• _Data extracts_
········

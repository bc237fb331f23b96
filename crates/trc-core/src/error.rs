//! Error types for the TRC key primitives.
use thiserror::Error;

#[derive(Error, Debug, Clone, PartialEq, Eq)]
pub enum Base58Error {
    #[error("invalid base58 character {character:?} at {index}")] InvalidCharacter { character: char, index: usize },
    #[error("checksum mismatch")] InvalidChecksum,
    #[error("payload too short for checksum")] NoChecksum,
    #[error("base58: {0}")] Other(String),
}

#[derive(Error, Debug, Clone, PartialEq, Eq)]
pub enum DerivationError {
    #[error("hardened child {0} requested from a public-only parent")] HardenedFromPublic(u32),
    #[error("child key at index {0} is invalid")] InvalidChildKey(u32),
    #[error("maximum depth exceeded")] DepthOverflow,
    #[error("seed length {0} outside 16..=64 bytes")] InvalidSeedLength(usize),
    #[error("master key derived from seed is invalid")] InvalidMasterKey,
    #[error("invalid derivation path: {0}")] InvalidPath(String),
}

#[derive(Error, Debug, Clone, PartialEq, Eq)]
pub enum KeyError {
    #[error("malformed key: {0}")] MalformedKey(String),
    #[error("incompatible variant: cannot convert {from} to {to}")] IncompatibleVariant { from: String, to: String },
    #[error("derivation error: {0}")] Derivation(#[from] DerivationError),
}

#[derive(Error, Debug, Clone, PartialEq, Eq)]
pub enum CryptoError {
    #[error("invalid public key")] InvalidPublicKey,
    #[error("invalid private key")] InvalidPrivateKey,
    #[error("unknown WIF prefix: {0:#04x}")] UnknownWifPrefix(u8),
    #[error("unknown script type: {0}")] UnknownScriptType(String),
    #[error(transparent)] Base58(#[from] Base58Error),
}

#[derive(Error, Debug, Clone, PartialEq, Eq)]
pub enum AddressError {
    #[error("invalid length")] InvalidLength,
    #[error("invalid checksum")] InvalidChecksum,
    #[error("invalid character: {0}")] InvalidCharacter(char),
    #[error("invalid witness version: {0}")] InvalidWitnessVersion(u8),
    #[error("invalid padding bits")] InvalidPadding,
    #[error("unknown address prefix: {0:#04x}")] UnknownPrefix(u8),
    #[error("unknown human-readable part: {0}")] UnknownHrp(String),
    #[error("mixed case")] MixedCase,
    #[error("script type {0} has no single-key address")] UnsupportedScriptType(String),
    #[error(transparent)] Base58(#[from] Base58Error),
}
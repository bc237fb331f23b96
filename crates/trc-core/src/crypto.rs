//! secp256k1 key types, hashing helpers and WIF encoding.
//!
//! Public keys are `secp256k1::PublicKey` and are always serialized
//! compressed. [`PrivateKey`] wraps a `secp256k1::SecretKey` together with the
//! network it is encoded for and erases the scalar on drop.

use hmac::{Hmac, Mac};
use ripemd::Ripemd160;
use secp256k1::{SecretKey, SECP256K1};
use sha2::{Digest, Sha256, Sha512};
use std::fmt;
use std::str::FromStr;

use crate::base58;
use crate::constants::{Network, ScriptType};
use crate::error::CryptoError;

pub use secp256k1::PublicKey;

/// SHA-256 of `data`.
pub fn sha256(data: &[u8]) -> [u8; 32] {
    Sha256::digest(data).into()
}

/// RIPEMD-160 of SHA-256 of `data`.
pub fn hash160(data: &[u8]) -> [u8; 20] {
    Ripemd160::digest(sha256(data)).into()
}

/// HMAC-SHA512 keyed with `key`.
pub fn hmac_sha512(key: &[u8], data: &[u8]) -> [u8; 64] {
    let mut mac =
        <Hmac<Sha512> as Mac>::new_from_slice(key).expect("HMAC accepts keys of any length");
    mac.update(data);
    let mut out = [0u8; 64];
    out.copy_from_slice(&mac.finalize().into_bytes());
    out
}

/// Parse a hex-encoded compressed or uncompressed public key.
pub fn public_key_from_hex(s: &str) -> Result<PublicKey, CryptoError> {
    let bytes = hex::decode(s.trim()).map_err(|_| CryptoError::InvalidPublicKey)?;
    PublicKey::from_slice(&bytes).map_err(|_| CryptoError::InvalidPublicKey)
}

/// A secp256k1 private scalar bound to a network.
///
/// The `Debug` form never prints the scalar.
#[derive(Clone)]
pub struct PrivateKey {
    inner: SecretKey,
    network: Network,
    compressed: bool,
}

impl PrivateKey {
    /// Wrap an existing secret key.
    pub fn new(inner: SecretKey, network: Network) -> Self {
        Self {
            inner,
            network,
            compressed: true,
        }
    }

    /// Generate a random key from the OS RNG.
    pub fn generate(network: Network) -> Self {
        Self::new(SecretKey::new(&mut rand::rngs::OsRng), network)
    }

    /// Create a key from 32 big-endian bytes; fails when out of range.
    pub fn from_slice(bytes: &[u8], network: Network) -> Result<Self, CryptoError> {
        let inner = SecretKey::from_slice(bytes).map_err(|_| CryptoError::InvalidPrivateKey)?;
        Ok(Self::new(inner, network))
    }

    /// Decode a plain WIF string.
    pub fn from_wif(wif: &str) -> Result<Self, CryptoError> {
        let data = base58::decode_check(wif)?;
        let (prefix, body) = data.split_first().ok_or(CryptoError::InvalidPrivateKey)?;
        let network = Network::ALL
            .into_iter()
            .find(|n| n.wif_prefix() == *prefix)
            .ok_or(CryptoError::UnknownWifPrefix(*prefix))?;
        let compressed = match body.len() {
            32 => false,
            33 if body[32] == 0x01 => true,
            _ => return Err(CryptoError::InvalidPrivateKey),
        };
        let inner = SecretKey::from_slice(&body[..32]).map_err(|_| CryptoError::InvalidPrivateKey)?;
        Ok(Self {
            inner,
            network,
            compressed,
        })
    }

    /// Encode as WIF.
    pub fn to_wif(&self) -> String {
        let mut payload = Vec::with_capacity(34);
        payload.push(self.network.wif_prefix());
        payload.extend_from_slice(&self.inner.secret_bytes());
        if self.compressed {
            payload.push(0x01);
        }
        let s = base58::encode_check(&payload);
        payload.iter_mut().for_each(|b| *b = 0);
        s
    }

    /// The matching public key.
    pub fn public_key(&self) -> PublicKey {
        PublicKey::from_secret_key(SECP256K1, &self.inner)
    }

    /// Borrow the underlying secret key.
    pub fn secret_key(&self) -> &SecretKey {
        &self.inner
    }

    /// Raw scalar bytes. Handle with care.
    pub fn secret_bytes(&self) -> [u8; 32] {
        self.inner.secret_bytes()
    }

    pub fn network(&self) -> Network {
        self.network
    }

    pub fn is_compressed(&self) -> bool {
        self.compressed
    }

    /// Export as `"<script>:<WIF>"`, e.g. `p2pkh:L4rY...`.
    pub fn to_typed_wif(&self, script_type: ScriptType) -> String {
        format!("{}:{}", script_type.wif_label(), self.to_wif())
    }

    /// Parse `"<script>:<WIF>"` or a bare WIF (which defaults to p2pkh).
    pub fn from_typed_wif(s: &str) -> Result<(ScriptType, Self), CryptoError> {
        match s.split_once(':') {
            Some((label, wif)) => Ok((ScriptType::from_label(label)?, Self::from_wif(wif)?)),
            None => Ok((ScriptType::P2pkh, Self::from_wif(s)?)),
        }
    }
}

impl Drop for PrivateKey {
    fn drop(&mut self) {
        self.inner.non_secure_erase();
    }
}

impl PartialEq for PrivateKey {
    fn eq(&self, other: &Self) -> bool {
        self.inner == other.inner
            && self.network == other.network
            && self.compressed == other.compressed
    }
}

impl Eq for PrivateKey {}

impl fmt::Debug for PrivateKey {
    fn fmt(&self, f: &mut fmt::Formatter<'_>) -> fmt::Result {
        f.debug_struct("PrivateKey")
            .field("public_key", &self.public_key())
            .field("network", &self.network)
            .finish_non_exhaustive()
    }
}

impl FromStr for PrivateKey {
    type Err = CryptoError;

    fn from_str(s: &str) -> Result<Self, Self::Err> {
        Self::from_wif(s)
    }
}
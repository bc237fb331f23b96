//! Versioned wallet document: named JSON sections.

use chrono::{DateTime, Utc};
use serde::de::DeserializeOwned;
use serde::{Deserialize, Serialize};
use serde_json::Value;
use std::collections::BTreeMap;

use trc_core::constants::{DEFAULT_CHANGE_GAP_LIMIT, DEFAULT_GAP_LIMIT};

use crate::error::WalletError;

/// Schema version written by this crate.
pub const CURRENT_SCHEMA_VERSION: u32 = 2;

/// Section holding the serialized key store.
pub const KEYSTORE: &str = "keystore";

/// Section holding the address pool snapshot.
pub const ADDRESS_POOL: &str = "address_pool";

/// Section holding [`WalletMetadata`].
pub const METADATA: &str = "metadata";

/// Mapping of section names to JSON values.
#[derive(Debug, Clone, Default, PartialEq, Serialize, Deserialize)]
#[serde(transparent)]
pub struct WalletDocument {
    sections: BTreeMap<String, Value>,
}

impl WalletDocument {
    pub fn new() -> Self {
        Self::default()
    }

    pub fn is_empty(&self) -> bool {
        self.sections.is_empty()
    }

    pub fn get(&self, name: &str) -> Option<&Value> {
        self.sections.get(name)
    }

    pub fn set(&mut self, name: &str, value: Value) {
        self.sections.insert(name.to_string(), value);
    }

    /// Deserialize a section, `None` when absent.
    pub fn section<T: DeserializeOwned>(&self, name: &str) -> Result<Option<T>, WalletError> {
        self.sections
            .get(name)
            .map(|v| {
                T::deserialize(v)
                    .map_err(|e| WalletError::CorruptFile(format!("section {name}: {e}")))
            })
            .transpose()
    }

    /// Deserialize a section that must be present.
    pub fn require<T: DeserializeOwned>(&self, name: &str) -> Result<T, WalletError> {
        self.section(name)?
            .ok_or_else(|| WalletError::CorruptFile(format!("missing section {name}")))
    }

    pub fn set_section<T: Serialize>(&mut self, name: &str, value: &T) -> Result<(), WalletError> {
        let v = serde_json::to_value(value)
            .map_err(|e| WalletError::Serialization(e.to_string()))?;
        self.set(name, v);
        Ok(())
    }

    pub fn to_json_bytes(&self) -> Result<Vec<u8>, WalletError> {
        serde_json::to_vec(self).map_err(|e| WalletError::Serialization(e.to_string()))
    }

    pub fn from_json_bytes(bytes: &[u8]) -> Result<Self, WalletError> {
        serde_json::from_slice(bytes)
            .map_err(|e| WalletError::CorruptFile(format!("document body: {e}")))
    }
}

/// Bring a document written at `version` up to [`CURRENT_SCHEMA_VERSION`].
pub fn migrate(version: u32, mut doc: WalletDocument) -> Result<WalletDocument, WalletError> {
    if version > CURRENT_SCHEMA_VERSION {
        return Err(WalletError::UnsupportedVersion(version));
    }
    if version == 0 {
        return Err(WalletError::CorruptFile("schema version 0".into()));
    }
    if version < 2 {
        migrate_v1_gap_limit(&mut doc)?;
        tracing::info!(from = version, to = 2, "migrated wallet document");
    }
    Ok(doc)
}

/// Version 1 kept a single gap limit under `metadata.gap_limit`; version 2
/// stores per-branch limits inside the pool snapshot.
fn migrate_v1_gap_limit(doc: &mut WalletDocument) -> Result<(), WalletError> {
    let legacy = match doc.sections.get_mut(METADATA) {
        Some(Value::Object(meta)) => meta.remove("gap_limit"),
        _ => None,
    };
    let receiving = match legacy {
        Some(v) => v
            .as_u64()
            .and_then(|n| u32::try_from(n).ok())
            .ok_or_else(|| WalletError::CorruptFile(format!("bad legacy gap_limit {v}")))?,
        None => DEFAULT_GAP_LIMIT,
    };
    if let Some(Value::Object(pool)) = doc.sections.get_mut(ADDRESS_POOL) {
        pool.entry("gap_limits").or_insert_with(|| {
            serde_json::json!({
                "receiving": receiving,
                "change": DEFAULT_CHANGE_GAP_LIMIT,
            })
        });
    }
    Ok(())
}

/// Descriptive wallet data with no key material.
#[derive(Debug, Clone, PartialEq, Eq, Serialize, Deserialize)]
pub struct WalletMetadata {
    pub created_at: DateTime<Utc>,
    /// `standard`, `segwit`, `bip39`, `xpub`, `xprv` or `imported`.
    pub wallet_type: String,
    #[serde(default)]
    pub labels: BTreeMap<String, String>,
}

impl WalletMetadata {
    pub fn new(wallet_type: impl Into<String>) -> Self {
        Self {
            created_at: Utc::now(),
            wallet_type: wallet_type.into(),
            labels: BTreeMap::new(),
        }
    }
}
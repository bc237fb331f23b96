//! Key stores: where a wallet's key material lives.
//!
//! A [`KeyStore`] is either deterministic (an account-level extended key,
//! private or public) or a set of individually imported private keys. Every
//! address the wallet knows is a pure function of a store's public material
//! and a [`Coordinates`] value.

use rand::RngCore;
use serde::{Deserialize, Serialize};
use std::collections::BTreeMap;
use std::fmt;

use trc_core::constants::{Network, ScriptType};
use trc_core::crypto::{PrivateKey, PublicKey};
use trc_core::derivation::{derive_child, derive_path, master_from_seed, ChildNumber, DerivationPath};
use trc_core::xkey::ExtendedKey;
use trc_core::Address;

use crate::address_pool::AddressPool;
use crate::error::WalletError;
use crate::seed::{Seed, SeedType};

/// Address chain under a deterministic account.
#[derive(Debug, Clone, Copy, PartialEq, Eq, Hash, PartialOrd, Ord, Serialize, Deserialize)]
#[serde(rename_all = "lowercase")]
pub enum Branch {
    Receiving,
    Change,
}

impl Branch {
    pub const ALL: [Branch; 2] = [Branch::Receiving, Branch::Change];

    /// Child index of the branch under the account key.
    pub fn index(&self) -> u32 {
        match self {
            Self::Receiving => 0,
            Self::Change => 1,
        }
    }
}

impl fmt::Display for Branch {
    fn fmt(&self, f: &mut fmt::Formatter<'_>) -> fmt::Result {
        match self {
            Self::Receiving => write!(f, "receiving"),
            Self::Change => write!(f, "change"),
        }
    }
}

/// Where a key lives inside its store.
#[derive(Debug, Clone, Copy, PartialEq, Eq, Hash, Serialize, Deserialize)]
#[serde(tag = "kind", rename_all = "lowercase")]
pub enum Coordinates {
    /// `account/branch/index` of a deterministic store.
    Derived { branch: Branch, index: u32 },
    /// Import id of an imported key.
    Imported { id: u32 },
}

impl fmt::Display for Coordinates {
    fn fmt(&self, f: &mut fmt::Formatter<'_>) -> fmt::Result {
        match self {
            Self::Derived { branch, index } => write!(f, "{}/{index}", branch.index()),
            Self::Imported { id } => write!(f, "imported#{id}"),
        }
    }
}

/// Whether a store can produce private keys.
#[derive(Debug, Clone, Copy, PartialEq, Eq)]
pub enum Capability {
    Signing,
    WatchOnly,
}

/// Keys derived from one account-level extended key.
///
/// Branch parents (`account/0`, `account/1`) are cached in public form so
/// address generation never touches the private scalar.
#[derive(Clone)]
pub struct DeterministicKeyStore {
    account: ExtendedKey,
    branches: [ExtendedKey; 2],
    id: String,
}

impl DeterministicKeyStore {
    /// Build a store around an account key (xprv for signing, xpub for watch-only).
    pub fn from_account(account: ExtendedKey) -> Result<Self, WalletError> {
        let public = account.neuter();
        let receiving = derive_child(&public, ChildNumber::Normal(Branch::Receiving.index()))?;
        let change = derive_child(&public, ChildNumber::Normal(Branch::Change.index()))?;
        let id = hex::encode(account.fingerprint());
        Ok(Self {
            account,
            branches: [receiving, change],
            id,
        })
    }

    /// Account for an electrum seed: `m` for standard, `m/0'` for segwit.
    pub fn from_electrum_seed(
        seed: &Seed,
        seed_type: SeedType,
        network: Network,
    ) -> Result<Self, WalletError> {
        Self::from_seed_at(
            seed,
            network,
            seed_type.script_type(),
            &seed_type.account_path(),
        )
    }

    /// Account at an explicit path below the master key of `seed`.
    pub fn from_seed_at(
        seed: &Seed,
        network: Network,
        script_type: ScriptType,
        path: &DerivationPath,
    ) -> Result<Self, WalletError> {
        let master = master_from_seed(seed.as_bytes(), network, script_type)?;
        let account = derive_path(&master, path)?;
        Self::from_account(account)
    }

    pub fn account(&self) -> &ExtendedKey {
        &self.account
    }

    pub fn script_type(&self) -> ScriptType {
        self.account.script_type()
    }

    pub fn network(&self) -> Network {
        self.account.network()
    }

    pub fn is_watch_only(&self) -> bool {
        !self.account.is_private()
    }

    fn branch_key(&self, branch: Branch) -> &ExtendedKey {
        &self.branches[branch.index() as usize]
    }

    pub fn public_key_at(&self, branch: Branch, index: u32) -> Result<PublicKey, WalletError> {
        let child = ChildNumber::normal(index).map_err(trc_core::KeyError::from)?;
        Ok(derive_child(self.branch_key(branch), child)?.public_key())
    }

    pub fn private_key_at(&self, branch: Branch, index: u32) -> Result<PrivateKey, WalletError> {
        if self.is_watch_only() {
            return Err(WalletError::NoPrivateKey);
        }
        let child = ChildNumber::normal(index).map_err(trc_core::KeyError::from)?;
        let path = DerivationPath::from(vec![ChildNumber::Normal(branch.index()), child]);
        derive_path(&self.account, &path)?
            .private_key()
            .ok_or(WalletError::NoPrivateKey)
    }
}

impl fmt::Debug for DeterministicKeyStore {
    fn fmt(&self, f: &mut fmt::Formatter<'_>) -> fmt::Result {
        f.debug_struct("DeterministicKeyStore")
            .field("id", &self.id)
            .field("script_type", &self.script_type())
            .field("watch_only", &self.is_watch_only())
            .finish()
    }
}

/// One imported key and the script type it pays to.
#[derive(Clone, PartialEq, Eq)]
pub struct ImportedKey {
    pub key: PrivateKey,
    pub script_type: ScriptType,
}

/// Individually imported private keys, keyed by a sequential import id.
#[derive(Clone)]
pub struct ImportedKeyStore {
    id: String,
    network: Network,
    keys: BTreeMap<u32, ImportedKey>,
    next_id: u32,
}

impl ImportedKeyStore {
    /// Empty store with a fresh random id.
    pub fn new(network: Network) -> Self {
        let mut raw = [0u8; 4];
        rand::rngs::OsRng.fill_bytes(&mut raw);
        Self {
            id: format!("imported-{}", hex::encode(raw)),
            network,
            keys: BTreeMap::new(),
            next_id: 0,
        }
    }

    pub fn network(&self) -> Network {
        self.network
    }

    /// Import a key; importing an already present key returns its id.
    pub fn import(&mut self, key: PrivateKey, script_type: ScriptType) -> Result<u32, WalletError> {
        if key.network() != self.network {
            return Err(WalletError::UnrecognizedInput(format!(
                "{} key in a {} wallet",
                key.network(),
                self.network
            )));
        }
        if !key.is_compressed() {
            return Err(WalletError::UnrecognizedInput(
                "uncompressed private keys are not supported".into(),
            ));
        }
        // Rejects script types that are not single-key.
        Address::from_public_key(&key.public_key(), script_type, self.network)?;

        let public = key.public_key();
        if let Some((id, _)) = self
            .keys
            .iter()
            .find(|(_, k)| k.key.public_key() == public && k.script_type == script_type)
        {
            return Ok(*id);
        }
        let id = self.next_id;
        self.next_id += 1;
        self.keys.insert(id, ImportedKey { key, script_type });
        Ok(id)
    }

    /// Import ids in ascending order.
    pub fn ids(&self) -> impl Iterator<Item = u32> + '_ {
        self.keys.keys().copied()
    }

    pub fn len(&self) -> usize {
        self.keys.len()
    }

    pub fn is_empty(&self) -> bool {
        self.keys.is_empty()
    }

    fn get(&self, id: u32) -> Result<&ImportedKey, WalletError> {
        self.keys
            .get(&id)
            .ok_or_else(|| WalletError::AddressNotOwned(format!("import id {id}")))
    }
}

impl fmt::Debug for ImportedKeyStore {
    fn fmt(&self, f: &mut fmt::Formatter<'_>) -> fmt::Result {
        f.debug_struct("ImportedKeyStore")
            .field("id", &self.id)
            .field("network", &self.network)
            .field("keys", &self.keys.len())
            .finish()
    }
}

/// Any key store the wallet can hold.
#[derive(Debug, Clone)]
pub enum KeyStore {
    Deterministic(DeterministicKeyStore),
    Imported(ImportedKeyStore),
}

impl KeyStore {
    /// Stable identifier, recorded by the address pool built on this store.
    pub fn id(&self) -> &str {
        match self {
            Self::Deterministic(ks) => &ks.id,
            Self::Imported(ks) => &ks.id,
        }
    }

    pub fn network(&self) -> Network {
        match self {
            Self::Deterministic(ks) => ks.network(),
            Self::Imported(ks) => ks.network(),
        }
    }

    pub fn capability(&self) -> Capability {
        match self {
            Self::Deterministic(ks) if ks.is_watch_only() => Capability::WatchOnly,
            _ => Capability::Signing,
        }
    }

    /// Whether the pool on this store keeps a gap-limit lookahead.
    pub fn is_deterministic(&self) -> bool {
        matches!(self, Self::Deterministic(_))
    }

    /// Account-level extended public key, for deterministic stores.
    pub fn master_public_key(&self) -> Option<String> {
        match self {
            Self::Deterministic(ks) => Some(ks.account.neuter().encode()),
            Self::Imported(_) => None,
        }
    }

    /// Script type that the key at `coords` pays to.
    pub fn script_type_at(&self, coords: &Coordinates) -> Result<ScriptType, WalletError> {
        match (self, coords) {
            (Self::Deterministic(ks), Coordinates::Derived { .. }) => Ok(ks.script_type()),
            (Self::Imported(ks), Coordinates::Imported { id }) => Ok(ks.get(*id)?.script_type),
            _ => Err(WalletError::AddressNotOwned(coords.to_string())),
        }
    }

    pub fn public_key_at(&self, coords: &Coordinates) -> Result<PublicKey, WalletError> {
        match (self, coords) {
            (Self::Deterministic(ks), Coordinates::Derived { branch, index }) => {
                ks.public_key_at(*branch, *index)
            }
            (Self::Imported(ks), Coordinates::Imported { id }) => Ok(ks.get(*id)?.key.public_key()),
            _ => Err(WalletError::AddressNotOwned(coords.to_string())),
        }
    }

    /// Private key at `coords`. Watch-only stores fail with `NoPrivateKey`.
    pub fn private_key_at(&self, coords: &Coordinates) -> Result<PrivateKey, WalletError> {
        match (self, coords) {
            (Self::Deterministic(ks), Coordinates::Derived { branch, index }) => {
                ks.private_key_at(*branch, *index)
            }
            (Self::Imported(ks), Coordinates::Imported { id }) => Ok(ks.get(*id)?.key.clone()),
            _ => Err(WalletError::AddressNotOwned(coords.to_string())),
        }
    }

    pub fn address_for(&self, coords: &Coordinates) -> Result<Address, WalletError> {
        let public = self.public_key_at(coords)?;
        let script_type = self.script_type_at(coords)?;
        Ok(Address::from_public_key(&public, script_type, self.network())?)
    }

    /// Private key behind an address the pool has already materialized.
    ///
    /// Never derives past the pool's lookahead. Ownership is decided before
    /// capability: a foreign address is `AddressNotInWallet` even when the
    /// store is watch-only.
    pub fn key_for_address(
        &self,
        pool: &AddressPool,
        address: &Address,
    ) -> Result<PrivateKey, WalletError> {
        pool.check_owner(self)?;
        let coords = pool
            .coordinates_of(address)
            .ok_or_else(|| WalletError::AddressNotInWallet(address.to_string()))?;
        self.private_key_at(coords)
    }

    /// Private key owning `public`, searched among materialized coordinates.
    pub fn private_key_for_public(
        &self,
        pool: &AddressPool,
        public: &PublicKey,
    ) -> Result<PrivateKey, WalletError> {
        pool.check_owner(self)?;
        for coords in pool.coordinates() {
            if self.public_key_at(coords)? == *public {
                return self.private_key_at(coords);
            }
        }
        Err(WalletError::AddressNotInWallet(hex::encode(public.serialize())))
    }

    pub fn to_data(&self) -> KeyStoreData {
        match self {
            Self::Deterministic(ks) => KeyStoreData::Deterministic {
                account: ks.account.clone(),
            },
            Self::Imported(ks) => KeyStoreData::Imported {
                id: ks.id.clone(),
                network: ks.network,
                next_id: ks.next_id,
                keys: ks
                    .keys
                    .iter()
                    .map(|(id, k)| ImportedKeyData {
                        id: *id,
                        key: k.key.to_typed_wif(k.script_type),
                    })
                    .collect(),
            },
        }
    }

    pub fn from_data(data: &KeyStoreData) -> Result<Self, WalletError> {
        match data {
            KeyStoreData::Deterministic { account } => Ok(Self::Deterministic(
                DeterministicKeyStore::from_account(account.clone())?,
            )),
            KeyStoreData::Imported {
                id,
                network,
                next_id,
                keys,
            } => {
                let mut map = BTreeMap::new();
                for entry in keys {
                    let (script_type, key) = PrivateKey::from_typed_wif(&entry.key)?;
                    if key.network() != *network || entry.id >= *next_id {
                        return Err(WalletError::CorruptFile(format!(
                            "inconsistent imported key {}",
                            entry.id
                        )));
                    }
                    map.insert(entry.id, ImportedKey { key, script_type });
                }
                Ok(Self::Imported(ImportedKeyStore {
                    id: id.clone(),
                    network: *network,
                    keys: map,
                    next_id: *next_id,
                }))
            }
        }
    }
}

/// Serializable form of a key store for the wallet document.
#[derive(Debug, Clone, Serialize, Deserialize)]
#[serde(tag = "type", rename_all = "snake_case")]
pub enum KeyStoreData {
    Deterministic {
        /// Account key in text form (xprv or xpub family).
        account: ExtendedKey,
    },
    Imported {
        id: String,
        network: Network,
        next_id: u32,
        keys: Vec<ImportedKeyData>,
    },
}

/// One imported key as `"<script>:<WIF>"`.
#[derive(Debug, Clone, Serialize, Deserialize)]
pub struct ImportedKeyData {
    pub id: u32,
    pub key: String,
}
//! Integration test suite for the TRC wallet.
//!
//! End-to-end command scenarios against saved wallet files, storage failure
//! injection, and property tests over key derivation, the address pool and
//! message encryption.

pub mod helpers;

········

• _Task to carry out_
Only the lines containing "entry" are needed; copy each of them from the data.

• _Exercise solution_
        pool.entry("gap_limits").or_insert_with(|| {
                for entry in keys {
                    let (script_type, key) = PrivateKey::from_typed_wif(&entry.key)?;
                    if key.network() != *network || entry.id >= *next_id {
                            entry.id
                    map.insert(entry.id, ImportedKey { key, script_type });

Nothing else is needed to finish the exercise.